■ THE TASK:
Exact copies of all entries are expected.
====
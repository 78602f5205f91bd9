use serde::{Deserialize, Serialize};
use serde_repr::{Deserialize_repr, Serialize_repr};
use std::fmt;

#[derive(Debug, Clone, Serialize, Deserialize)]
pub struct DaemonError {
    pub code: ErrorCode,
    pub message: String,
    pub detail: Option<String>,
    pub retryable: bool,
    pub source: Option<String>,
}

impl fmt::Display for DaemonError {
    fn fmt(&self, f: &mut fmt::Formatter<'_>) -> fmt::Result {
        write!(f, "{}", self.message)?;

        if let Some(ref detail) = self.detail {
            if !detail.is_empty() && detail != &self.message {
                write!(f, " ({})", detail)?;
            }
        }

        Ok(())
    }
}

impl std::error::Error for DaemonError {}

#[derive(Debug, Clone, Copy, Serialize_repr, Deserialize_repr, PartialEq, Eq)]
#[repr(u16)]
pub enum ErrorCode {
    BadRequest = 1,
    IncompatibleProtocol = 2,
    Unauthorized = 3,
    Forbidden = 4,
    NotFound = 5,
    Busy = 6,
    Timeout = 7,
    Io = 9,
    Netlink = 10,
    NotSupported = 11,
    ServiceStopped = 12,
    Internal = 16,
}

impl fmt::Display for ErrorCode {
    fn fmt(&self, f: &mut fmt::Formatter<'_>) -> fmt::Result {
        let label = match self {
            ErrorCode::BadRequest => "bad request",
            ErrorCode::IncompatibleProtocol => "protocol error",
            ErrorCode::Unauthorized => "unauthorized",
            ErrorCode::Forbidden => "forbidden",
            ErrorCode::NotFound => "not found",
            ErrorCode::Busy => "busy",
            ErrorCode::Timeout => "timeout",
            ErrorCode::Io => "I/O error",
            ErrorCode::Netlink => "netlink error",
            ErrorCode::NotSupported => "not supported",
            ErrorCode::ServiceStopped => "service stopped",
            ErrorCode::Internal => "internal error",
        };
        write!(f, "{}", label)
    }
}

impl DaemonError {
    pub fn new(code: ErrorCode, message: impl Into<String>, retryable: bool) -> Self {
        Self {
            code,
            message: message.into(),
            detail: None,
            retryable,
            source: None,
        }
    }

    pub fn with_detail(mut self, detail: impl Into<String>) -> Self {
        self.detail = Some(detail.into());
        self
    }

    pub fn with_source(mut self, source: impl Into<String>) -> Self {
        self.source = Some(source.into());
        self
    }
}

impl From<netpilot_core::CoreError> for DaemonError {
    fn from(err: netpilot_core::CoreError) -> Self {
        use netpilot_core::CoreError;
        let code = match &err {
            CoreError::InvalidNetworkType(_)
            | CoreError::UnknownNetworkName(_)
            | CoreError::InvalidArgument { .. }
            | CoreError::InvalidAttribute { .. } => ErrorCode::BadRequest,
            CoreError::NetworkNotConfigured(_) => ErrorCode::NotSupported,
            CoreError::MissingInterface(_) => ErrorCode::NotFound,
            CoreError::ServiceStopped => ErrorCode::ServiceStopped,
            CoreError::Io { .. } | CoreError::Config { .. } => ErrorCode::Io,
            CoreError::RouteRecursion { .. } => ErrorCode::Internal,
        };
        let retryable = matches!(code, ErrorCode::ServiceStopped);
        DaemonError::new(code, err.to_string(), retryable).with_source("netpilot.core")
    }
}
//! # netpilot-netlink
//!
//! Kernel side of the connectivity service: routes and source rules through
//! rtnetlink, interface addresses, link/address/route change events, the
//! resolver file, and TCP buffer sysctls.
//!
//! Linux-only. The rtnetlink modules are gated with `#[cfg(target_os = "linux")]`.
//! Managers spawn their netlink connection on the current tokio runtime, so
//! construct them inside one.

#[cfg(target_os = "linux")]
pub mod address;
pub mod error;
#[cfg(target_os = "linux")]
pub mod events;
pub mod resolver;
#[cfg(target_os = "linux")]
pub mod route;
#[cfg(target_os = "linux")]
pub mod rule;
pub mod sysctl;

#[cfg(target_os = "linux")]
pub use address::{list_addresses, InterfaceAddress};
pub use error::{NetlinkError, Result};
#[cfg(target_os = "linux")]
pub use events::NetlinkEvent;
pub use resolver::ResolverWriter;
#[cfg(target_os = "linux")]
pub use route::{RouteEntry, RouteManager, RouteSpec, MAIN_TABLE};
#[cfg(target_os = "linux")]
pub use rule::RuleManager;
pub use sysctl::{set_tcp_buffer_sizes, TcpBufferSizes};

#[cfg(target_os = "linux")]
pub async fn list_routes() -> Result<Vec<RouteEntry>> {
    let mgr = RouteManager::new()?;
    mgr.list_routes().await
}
====
■ EXPECTED ANSWER:
repository 78602f5205f91bd9
use serde::{Deserialize, Serialize};
use serde_repr::{Deserialize_repr, Serialize_repr};
use std::fmt;

#[derive(Debug, Clone, Serialize, Deserialize)]
pub struct DaemonError {
    pub code: ErrorCode,
    pub message: String,
    pub detail: Option<String>,
    pub retryable: bool,
    pub source: Option<String>,
}

impl fmt::Display for DaemonError {
    fn fmt(&self, f: &mut fmt::Formatter<'_>) -> fmt::Result {
        write!(f, "{}", self.message)?;

        if let Some(ref detail) = self.detail {
            if !detail.is_empty() && detail != &self.message {
                write!(f, " ({})", detail)?;
            }
        }

        Ok(())
    }
}

impl std::error::Error for DaemonError {}

#[derive(Debug, Clone, Copy, Serialize_repr, Deserialize_repr, PartialEq, Eq)]
#[repr(u16)]
pub enum ErrorCode {
    BadRequest = 1,
    IncompatibleProtocol = 2,
    Unauthorized = 3,
    Forbidden = 4,
    NotFound = 5,
    Busy = 6,
    Timeout = 7,
    Io = 9,
    Netlink = 10,
    NotSupported = 11,
    ServiceStopped = 12,
    Internal = 16,
}

impl fmt::Display for ErrorCode {
    fn fmt(&self, f: &mut fmt::Formatter<'_>) -> fmt::Result {
        let label = match self {
            ErrorCode::BadRequest => "bad request",
            ErrorCode::IncompatibleProtocol => "protocol error",
            ErrorCode::Unauthorized => "unauthorized",
            ErrorCode::Forbidden => "forbidden",
            ErrorCode::NotFound => "not found",
            ErrorCode::Busy => "busy",
            ErrorCode::Timeout => "timeout",
            ErrorCode::Io => "I/O error",
            ErrorCode::Netlink => "netlink error",
            ErrorCode::NotSupported => "not supported",
            ErrorCode::ServiceStopped => "service stopped",
            ErrorCode::Internal => "internal error",
        };
        write!(f, "{}", label)
    }
}

impl DaemonError {
    pub fn new(code: ErrorCode, message: impl Into<String>, retryable: bool) -> Self {
        Self {
            code,
            message: message.into(),
            detail: None,
            retryable,
            source: None,
        }
    }

    pub fn with_detail(mut self, detail: impl Into<String>) -> Self {
        self.detail = Some(detail.into());
        self
    }

    pub fn with_source(mut self, source: impl Into<String>) -> Self {
        self.source = Some(source.into());
        self
    }
}

impl From<netpilot_core::CoreError> for DaemonError {
    fn from(err: netpilot_core::CoreError) -> Self {
        use netpilot_core::CoreError;
        let code = match &err {
            CoreError::InvalidNetworkType(_)
            | CoreError::UnknownNetworkName(_)
            | CoreError::InvalidArgument { .. }
            | CoreError::InvalidAttribute { .. } => ErrorCode::BadRequest,
            CoreError::NetworkNotConfigured(_) => ErrorCode::NotSupported,
            CoreError::MissingInterface(_) => ErrorCode::NotFound,
            CoreError::ServiceStopped => ErrorCode::ServiceStopped,
            CoreError::Io { .. } | CoreError::Config { .. } => ErrorCode::Io,
            CoreError::RouteRecursion { .. } => ErrorCode::Internal,
        };
        let retryable = matches!(code, ErrorCode::ServiceStopped);
        DaemonError::new(code, err.to_string(), retryable).with_source("netpilot.core")
    }
}
//! # netpilot-netlink
//!
//! Kernel side of the connectivity service: routes and source rules through
//! rtnetlink, interface addresses, link/address/route change events, the
//! resolver file, and TCP buffer sysctls.
//!
//! Linux-only. The rtnetlink modules are gated with `#[cfg(target_os = "linux")]`.
//! Managers spawn their netlink connection on the current tokio runtime, so
//! construct them inside one.

#[cfg(target_os = "linux")]
pub mod address;
pub mod error;
#[cfg(target_os = "linux")]
pub mod events;
pub mod resolver;
#[cfg(target_os = "linux")]
pub mod route;
#[cfg(target_os = "linux")]
pub mod rule;
pub mod sysctl;

#[cfg(target_os = "linux")]
pub use address::{list_addresses, InterfaceAddress};
pub use error::{NetlinkError, Result};
#[cfg(target_os = "linux")]
pub use events::NetlinkEvent;
pub use resolver::ResolverWriter;
#[cfg(target_os = "linux")]
pub use route::{RouteEntry, RouteManager, RouteSpec, MAIN_TABLE};
#[cfg(target_os = "linux")]
pub use rule::RuleManager;
pub use sysctl::{set_tcp_buffer_sizes, TcpBufferSizes};

#[cfg(target_os = "linux")]
pub async fn list_routes() -> Result<Vec<RouteEntry>> {
    let mgr = RouteManager::new()?;
    mgr.list_routes().await
}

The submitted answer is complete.